Лучшим средством, конечно, была работа на кафедре. Он теперь почти каждый день допоздна просиживал в закутке, выделенном ему для эксперимента: красил стеллажи, которые были смонтированы вдоль стен, набивал платы обогревателей, налаживал освещение. Колоссальные трудности вызвала необходимость как-то изолировать внутреннюю среду. Были придуманы особые колпаки, откуда почти до вакуума следовало откачивать воздух, поставлен был громоздкий насос, подведены трубки и шланги. Работяги из технических мастерских, глядя на это, хмыкали и почесывали в затылках. Расплачиваться за монтаж приходилось невероятным количеством спирта. И тем не менее, многое все равно нужно было делать собственными руками: пропаивать, например, края колпаков жидким стеклом, наслаивать на них пластик, одевать в муфты каждое подозрительное соединение. Арик от этих технических заморочек впадал в отчаяние. Навыков у него не было, всякую ерунду приходилось переделывать по несколько раз. Он проклинал свои неуклюжесть, данную, видимо, от природы, свои толстые короткие пальцы, которые, как ни бейся, ничего не могли удержать, свой нетерпеливый характер, требующий немедленного результата. Нетерпеливость мешала ему больше всего. Вот ведь, казалось бы, только и нужно что вставить эту никелированную фитюльку, мелкий переходник в щель между платами, подвести ее к гаечке, так аккуратненько навинтить. Казалось бы – чепуха, что тут такого? Нет – откуда-то мгновенная дрожь, все соскакивает, фитюлька, звякнув, откатывается в другой конец комнаты. Он бы, наверное, сдался, если бы не постоянное присутствие Горицвета.

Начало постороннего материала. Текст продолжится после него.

use clinic_cms::news::{NewsEntry, NewsSummary};

use super::{attr, layout, text};

pub fn index(news: &[NewsSummary]) -> String {
    let cards = if news.is_empty() {
        r#"<p class="empty">現在公開中のお知らせはありません。</p>"#.to_string()
    } else {
        news.iter().map(news_card).collect()
    };

    let main = format!(
        r#"<section class="news-index">
<p class="kicker">News</p>
<h1>お知らせ一覧</h1>
{cards}
<p><a href="/">ホームに戻る</a></p>
</section>"#
    );
    layout("お知らせ一覧", &main)
}

pub fn detail(entry: &NewsEntry) -> String {
    let body = match &entry.body {
        Some(html) => format!(r#"<div class="news-body">{html}</div>"#),
        None => r#"<p class="pending">本文は近日公開予定です。</p>"#.to_string(),
    };

    let main = format!(
        r#"<article class="news-detail">
<p class="kicker">News</p>
<h1>{title}</h1>
<div class="meta">{meta}</div>
{body}
</article>
<p class="links"><a href="/news">お知らせ一覧へ戻る</a> <a href="/">ホームに戻る</a></p>"#,
        title = text(&entry.title),
        meta = meta(entry.display_date.as_deref(), entry.category.as_deref()),
    );
    layout(&entry.title, &main)
}

pub(crate) fn news_card(summary: &NewsSummary) -> String {
    let href = format!("/news/{}", urlencoding::encode(&summary.id));
    let excerpt = if summary.excerpt.text.is_empty() {
        String::new()
    } else {
        format!(r#"<p class="excerpt">{}</p>"#, text(&summary.excerpt.text))
    };
    let more = if summary.excerpt.truncated {
        format!(r#"<p class="more"><a href="{}">詳細を見る →</a></p>"#, attr(&href))
    } else {
        String::new()
    };

    format!(
        r#"<article class="news-card">
<div class="meta">{meta}</div>
<h2><a href="{href}">{title}</a></h2>
{excerpt}{more}
</article>"#,
        meta = meta(
            summary.display_date.as_deref(),
            summary.category.as_deref()
        ),
        href = attr(&href),
        title = text(&summary.title),
    )
}

fn meta(date: Option<&str>, category: Option<&str>) -> String {
    let mut out = String::new();
    if let Some(date) = date {
        out.push_str(&format!(r#"<time class="date">{}</time>"#, text(date)));
    }
    if let Some(category) = category {
        out.push_str(&format!(r#"<span class="category">{}</span>"#, text(category)));
    }
    out
}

Горицвет принимал во всем самое деятельное участие: дал много ценных советов, касающихся именно монтажа, без возражений выписывал на себя нужные материалы и реактивы, поставил Арику автоматом зачет по своему практикуму, добился для него разрешения работать на кафедре по вечерам. Ну, разумеется, нельзя же уходить в семь, вместе с уборщицей! Главное, сам не гнушался никакой черновой работой. Как только выпадали у него между практикумами и лекциями час или два, натягивал лабораторный халат, проеденный кое-где кислотами, засучивал рукава, подсаживался и без разговоров начинал делать то, что в данный момент было необходимо: подпаивал крохотные контактики к очередному переключателю, заклеивал тем же жидким стеклом подозрительные сочленения, а то и вовсе, скрючившись, сидя на корточках, как хомяк, шевеля губами, считал капли воды, нормируя капризный дозатор. Арик был ему очень признателен. Без него он не сделал бы к лету и половины намеченного.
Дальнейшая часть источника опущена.